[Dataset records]
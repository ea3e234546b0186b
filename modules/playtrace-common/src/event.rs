use serde::{Deserialize, Serialize};
use serde_json::{Map, Value};

/// Seconds since the Unix epoch, as sent on the wire.
#[derive(Debug, Clone, Copy, PartialEq, Eq, Default, Serialize, Deserialize)]
#[serde(transparent)]
pub struct UnixTime(pub i64);

/// One ingested telemetry point. The field set is fixed; every field is
/// present in the serialized form, absent wire fields take the kind's zero
/// value (`""`, `0`, epoch `0`, `{}`).
#[derive(Debug, Clone, Serialize, Deserialize)]
#[serde(default)]
pub struct Event {
    pub player_id: String,
    pub event_type: String,
    pub event_data: Value,
    pub player_meta_data: Value,
    pub session_uid: String,
    pub date_time: UnixTime,
    pub registered: UnixTime,
    pub app_version: String,
    pub player_level: i64,
    pub exp_count: i64,
    pub session_num: i64,
    pub soft_balance: i64,
    pub hard_balance: i64,
    pub stars_balance: i64,
    pub energy_balance: i64,
    pub traffic_source: String,
    pub ad_company: String,
    pub ad_name: String,
}

impl Default for Event {
    fn default() -> Self {
        Self {
            player_id: String::new(),
            event_type: String::new(),
            event_data: Value::Object(Map::new()),
            player_meta_data: Value::Object(Map::new()),
            session_uid: String::new(),
            date_time: UnixTime(0),
            registered: UnixTime(0),
            app_version: String::new(),
            player_level: 0,
            exp_count: 0,
            session_num: 0,
            soft_balance: 0,
            hard_balance: 0,
            stars_balance: 0,
            energy_balance: 0,
            traffic_source: String::new(),
            ad_company: String::new(),
            ad_name: String::new(),
        }
    }
}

*What to do:* Repeat the entries verbatim through the line with "pub struct Event".

*Reply:*
repository ea3e234546b0186b
filename modules/playtrace-common/src/event.rs
use serde::{Deserialize, Serialize};
use serde_json::{Map, Value};

/// Seconds since the Unix epoch, as sent on the wire.
#[derive(Debug, Clone, Copy, PartialEq, Eq, Default, Serialize, Deserialize)]
#[serde(transparent)]
pub struct UnixTime(pub i64);

/// One ingested telemetry point. The field set is fixed; every field is
/// present in the serialized form, absent wire fields take the kind's zero
/// value (`""`, `0`, epoch `0`, `{}`).
#[derive(Debug, Clone, Serialize, Deserialize)]
#[serde(default)]
pub struct Event {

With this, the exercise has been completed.